*WORK TASK*.
Exact reproduction required: the lines below from the line with "2.0 text parsing." to the line with "over several lines.", both ends included, and no others.
(THE RECORDS Opens)
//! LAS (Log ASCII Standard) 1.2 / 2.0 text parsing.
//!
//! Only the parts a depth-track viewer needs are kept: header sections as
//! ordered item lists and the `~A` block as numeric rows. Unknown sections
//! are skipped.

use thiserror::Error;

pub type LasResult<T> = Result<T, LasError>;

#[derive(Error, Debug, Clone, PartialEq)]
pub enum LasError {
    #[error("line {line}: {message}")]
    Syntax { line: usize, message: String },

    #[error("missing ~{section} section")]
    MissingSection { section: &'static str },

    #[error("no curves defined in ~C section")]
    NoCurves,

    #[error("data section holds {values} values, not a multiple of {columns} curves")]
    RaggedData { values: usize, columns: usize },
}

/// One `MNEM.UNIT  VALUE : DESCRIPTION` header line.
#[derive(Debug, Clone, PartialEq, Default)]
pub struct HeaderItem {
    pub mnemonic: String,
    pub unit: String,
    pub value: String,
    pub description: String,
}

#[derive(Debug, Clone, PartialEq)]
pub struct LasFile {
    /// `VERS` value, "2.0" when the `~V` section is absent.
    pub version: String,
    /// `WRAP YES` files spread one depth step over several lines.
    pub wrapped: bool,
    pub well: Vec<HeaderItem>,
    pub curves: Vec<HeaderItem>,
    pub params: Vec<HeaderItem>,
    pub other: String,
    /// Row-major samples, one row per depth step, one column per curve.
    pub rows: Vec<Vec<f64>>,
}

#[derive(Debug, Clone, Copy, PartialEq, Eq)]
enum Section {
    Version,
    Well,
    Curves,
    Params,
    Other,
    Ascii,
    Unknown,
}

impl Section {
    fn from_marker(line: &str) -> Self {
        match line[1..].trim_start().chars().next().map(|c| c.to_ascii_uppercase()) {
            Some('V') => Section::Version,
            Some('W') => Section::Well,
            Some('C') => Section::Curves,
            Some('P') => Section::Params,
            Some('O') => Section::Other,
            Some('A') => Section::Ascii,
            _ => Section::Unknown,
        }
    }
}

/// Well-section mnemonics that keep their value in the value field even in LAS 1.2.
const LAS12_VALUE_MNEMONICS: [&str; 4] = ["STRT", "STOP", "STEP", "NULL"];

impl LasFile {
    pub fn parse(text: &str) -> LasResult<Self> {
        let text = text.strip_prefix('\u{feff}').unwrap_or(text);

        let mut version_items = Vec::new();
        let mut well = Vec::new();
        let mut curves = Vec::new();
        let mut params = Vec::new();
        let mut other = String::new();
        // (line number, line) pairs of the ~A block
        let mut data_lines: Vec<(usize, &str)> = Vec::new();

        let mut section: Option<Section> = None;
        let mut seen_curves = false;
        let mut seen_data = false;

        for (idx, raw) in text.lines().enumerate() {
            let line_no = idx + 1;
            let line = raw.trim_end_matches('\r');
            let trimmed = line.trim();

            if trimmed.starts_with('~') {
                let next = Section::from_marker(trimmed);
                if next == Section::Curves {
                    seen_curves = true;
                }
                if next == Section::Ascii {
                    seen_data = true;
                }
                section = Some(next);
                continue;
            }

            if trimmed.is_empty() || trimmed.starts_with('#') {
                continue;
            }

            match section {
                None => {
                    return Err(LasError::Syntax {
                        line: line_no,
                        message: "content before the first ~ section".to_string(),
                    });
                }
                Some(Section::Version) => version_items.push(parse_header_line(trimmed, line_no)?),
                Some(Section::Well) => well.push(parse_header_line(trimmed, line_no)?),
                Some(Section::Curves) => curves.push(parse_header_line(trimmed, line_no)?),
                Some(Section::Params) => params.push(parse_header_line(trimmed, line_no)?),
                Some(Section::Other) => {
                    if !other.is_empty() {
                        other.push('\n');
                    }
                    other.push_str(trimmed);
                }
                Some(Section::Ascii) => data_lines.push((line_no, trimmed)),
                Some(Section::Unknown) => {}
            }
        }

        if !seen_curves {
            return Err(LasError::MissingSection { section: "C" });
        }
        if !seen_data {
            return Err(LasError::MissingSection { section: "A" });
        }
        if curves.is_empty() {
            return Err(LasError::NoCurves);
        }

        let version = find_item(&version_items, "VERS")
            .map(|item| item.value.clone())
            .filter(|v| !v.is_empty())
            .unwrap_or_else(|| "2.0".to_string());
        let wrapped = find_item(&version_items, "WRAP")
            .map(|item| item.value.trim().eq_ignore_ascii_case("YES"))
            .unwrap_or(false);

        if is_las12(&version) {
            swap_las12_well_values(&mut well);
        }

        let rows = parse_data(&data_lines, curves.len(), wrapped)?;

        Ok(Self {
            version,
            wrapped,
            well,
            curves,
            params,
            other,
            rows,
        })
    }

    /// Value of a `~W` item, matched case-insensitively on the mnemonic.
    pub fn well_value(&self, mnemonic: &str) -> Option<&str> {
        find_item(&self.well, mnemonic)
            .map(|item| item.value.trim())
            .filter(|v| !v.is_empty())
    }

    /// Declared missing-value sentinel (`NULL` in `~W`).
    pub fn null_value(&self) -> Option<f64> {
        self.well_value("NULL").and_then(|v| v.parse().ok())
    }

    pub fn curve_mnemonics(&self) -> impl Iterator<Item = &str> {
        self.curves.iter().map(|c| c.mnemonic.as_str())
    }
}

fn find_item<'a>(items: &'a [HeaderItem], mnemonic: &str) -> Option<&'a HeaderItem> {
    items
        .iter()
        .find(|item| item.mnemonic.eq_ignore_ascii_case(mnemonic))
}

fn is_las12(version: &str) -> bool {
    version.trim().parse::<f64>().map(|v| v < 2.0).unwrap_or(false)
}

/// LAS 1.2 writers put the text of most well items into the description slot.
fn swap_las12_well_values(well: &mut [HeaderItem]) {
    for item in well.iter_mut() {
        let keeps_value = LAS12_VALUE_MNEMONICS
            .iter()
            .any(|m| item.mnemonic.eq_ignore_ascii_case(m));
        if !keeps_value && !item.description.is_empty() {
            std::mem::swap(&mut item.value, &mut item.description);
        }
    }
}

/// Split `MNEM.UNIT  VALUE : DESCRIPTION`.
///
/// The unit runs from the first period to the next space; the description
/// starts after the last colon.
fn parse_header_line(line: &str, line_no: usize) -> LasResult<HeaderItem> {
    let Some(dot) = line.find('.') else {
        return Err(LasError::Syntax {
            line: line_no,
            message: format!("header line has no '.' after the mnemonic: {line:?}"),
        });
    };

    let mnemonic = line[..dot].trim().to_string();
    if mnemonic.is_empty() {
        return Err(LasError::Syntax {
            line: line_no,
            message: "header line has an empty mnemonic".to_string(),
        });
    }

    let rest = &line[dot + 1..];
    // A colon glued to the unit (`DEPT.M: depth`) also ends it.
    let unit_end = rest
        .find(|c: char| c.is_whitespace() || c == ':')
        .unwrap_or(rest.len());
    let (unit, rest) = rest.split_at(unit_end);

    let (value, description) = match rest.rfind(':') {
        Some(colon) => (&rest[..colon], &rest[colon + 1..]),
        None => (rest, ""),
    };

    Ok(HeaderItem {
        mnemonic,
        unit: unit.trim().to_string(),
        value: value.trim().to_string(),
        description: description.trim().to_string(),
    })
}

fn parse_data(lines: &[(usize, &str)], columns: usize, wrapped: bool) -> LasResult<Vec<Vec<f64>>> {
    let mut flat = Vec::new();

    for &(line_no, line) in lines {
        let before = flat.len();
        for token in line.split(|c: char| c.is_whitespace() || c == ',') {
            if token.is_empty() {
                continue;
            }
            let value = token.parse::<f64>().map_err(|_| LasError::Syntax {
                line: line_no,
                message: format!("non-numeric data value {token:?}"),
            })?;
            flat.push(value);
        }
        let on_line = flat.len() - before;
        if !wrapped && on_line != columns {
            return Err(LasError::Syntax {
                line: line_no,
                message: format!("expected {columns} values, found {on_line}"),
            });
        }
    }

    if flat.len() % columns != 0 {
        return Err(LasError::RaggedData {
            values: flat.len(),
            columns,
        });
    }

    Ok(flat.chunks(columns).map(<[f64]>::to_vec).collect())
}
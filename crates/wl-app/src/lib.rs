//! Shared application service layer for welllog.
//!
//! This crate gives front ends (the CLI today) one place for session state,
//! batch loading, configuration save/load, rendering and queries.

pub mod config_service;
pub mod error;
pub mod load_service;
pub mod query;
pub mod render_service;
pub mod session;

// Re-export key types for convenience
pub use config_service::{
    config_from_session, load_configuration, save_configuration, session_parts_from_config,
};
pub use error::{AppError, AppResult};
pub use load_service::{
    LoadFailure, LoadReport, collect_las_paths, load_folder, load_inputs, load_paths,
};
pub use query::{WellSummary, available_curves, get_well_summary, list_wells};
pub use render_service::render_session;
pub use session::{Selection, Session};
(THE RECORDS Closes)
(THE RECORDS Opens)
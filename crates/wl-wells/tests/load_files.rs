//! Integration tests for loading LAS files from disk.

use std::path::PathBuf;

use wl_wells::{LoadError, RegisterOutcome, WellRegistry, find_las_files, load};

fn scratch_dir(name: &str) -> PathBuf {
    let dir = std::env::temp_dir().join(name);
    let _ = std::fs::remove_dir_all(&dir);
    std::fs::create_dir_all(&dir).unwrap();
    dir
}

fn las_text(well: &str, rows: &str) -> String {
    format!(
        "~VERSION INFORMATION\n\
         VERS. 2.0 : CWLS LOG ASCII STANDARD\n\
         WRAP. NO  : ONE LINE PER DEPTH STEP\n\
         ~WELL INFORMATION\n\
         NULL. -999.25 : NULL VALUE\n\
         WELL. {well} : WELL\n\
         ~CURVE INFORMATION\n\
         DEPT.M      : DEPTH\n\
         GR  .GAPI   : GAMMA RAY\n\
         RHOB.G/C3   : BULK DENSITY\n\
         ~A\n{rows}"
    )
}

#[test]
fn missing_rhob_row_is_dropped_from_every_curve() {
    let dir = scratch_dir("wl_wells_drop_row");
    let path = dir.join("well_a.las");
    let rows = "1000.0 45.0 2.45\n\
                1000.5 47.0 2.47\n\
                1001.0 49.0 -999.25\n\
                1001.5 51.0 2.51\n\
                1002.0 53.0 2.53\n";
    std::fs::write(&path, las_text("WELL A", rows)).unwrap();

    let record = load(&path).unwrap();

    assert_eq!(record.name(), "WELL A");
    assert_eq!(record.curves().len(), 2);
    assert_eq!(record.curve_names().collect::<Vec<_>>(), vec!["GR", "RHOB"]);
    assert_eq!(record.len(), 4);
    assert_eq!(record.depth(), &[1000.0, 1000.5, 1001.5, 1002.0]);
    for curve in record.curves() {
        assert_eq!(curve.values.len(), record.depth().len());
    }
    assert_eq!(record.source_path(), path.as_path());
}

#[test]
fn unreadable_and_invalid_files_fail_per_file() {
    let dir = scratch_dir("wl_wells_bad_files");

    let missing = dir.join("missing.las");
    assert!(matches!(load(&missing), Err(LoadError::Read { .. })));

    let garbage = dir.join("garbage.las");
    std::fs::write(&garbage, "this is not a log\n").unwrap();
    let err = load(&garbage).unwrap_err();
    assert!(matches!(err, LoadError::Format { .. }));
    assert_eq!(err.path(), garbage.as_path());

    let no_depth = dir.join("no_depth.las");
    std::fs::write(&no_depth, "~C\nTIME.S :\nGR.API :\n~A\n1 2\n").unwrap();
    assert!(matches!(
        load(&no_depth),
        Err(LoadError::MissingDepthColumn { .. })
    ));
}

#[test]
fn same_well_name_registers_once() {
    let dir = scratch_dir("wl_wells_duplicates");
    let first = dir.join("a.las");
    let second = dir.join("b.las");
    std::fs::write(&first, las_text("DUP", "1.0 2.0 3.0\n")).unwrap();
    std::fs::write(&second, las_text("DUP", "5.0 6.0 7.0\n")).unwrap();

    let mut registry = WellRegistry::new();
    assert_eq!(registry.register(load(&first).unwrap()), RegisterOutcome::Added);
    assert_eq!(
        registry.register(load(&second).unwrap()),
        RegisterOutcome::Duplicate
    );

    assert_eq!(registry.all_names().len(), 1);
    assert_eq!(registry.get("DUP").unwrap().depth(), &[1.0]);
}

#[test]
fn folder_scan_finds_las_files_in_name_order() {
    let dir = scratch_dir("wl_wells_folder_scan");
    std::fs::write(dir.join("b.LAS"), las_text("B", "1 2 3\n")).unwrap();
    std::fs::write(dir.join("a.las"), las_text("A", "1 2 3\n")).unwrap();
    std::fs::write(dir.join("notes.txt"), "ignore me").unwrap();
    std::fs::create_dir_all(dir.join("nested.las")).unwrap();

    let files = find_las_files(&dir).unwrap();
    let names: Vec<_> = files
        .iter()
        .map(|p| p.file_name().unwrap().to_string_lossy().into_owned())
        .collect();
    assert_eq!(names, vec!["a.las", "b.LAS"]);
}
(THE RECORDS Closes)
*RESULT OF THE TASK*.
//! LAS (Log ASCII Standard) 1.2 / 2.0 text parsing.
//!
//! Only the parts a depth-track viewer needs are kept: header sections as
//! ordered item lists and the `~A` block as numeric rows. Unknown sections
//! are skipped.

use thiserror::Error;

pub type LasResult<T> = Result<T, LasError>;

#[derive(Error, Debug, Clone, PartialEq)]
pub enum LasError {
    #[error("line {line}: {message}")]
    Syntax { line: usize, message: String },

    #[error("missing ~{section} section")]
    MissingSection { section: &'static str },

    #[error("no curves defined in ~C section")]
    NoCurves,

    #[error("data section holds {values} values, not a multiple of {columns} curves")]
    RaggedData { values: usize, columns: usize },
}

/// One `MNEM.UNIT  VALUE : DESCRIPTION` header line.
#[derive(Debug, Clone, PartialEq, Default)]
pub struct HeaderItem {
    pub mnemonic: String,
    pub unit: String,
    pub value: String,
    pub description: String,
}

#[derive(Debug, Clone, PartialEq)]
pub struct LasFile {
    /// `VERS` value, "2.0" when the `~V` section is absent.
    pub version: String,
    /// `WRAP YES` files spread one depth step over several lines.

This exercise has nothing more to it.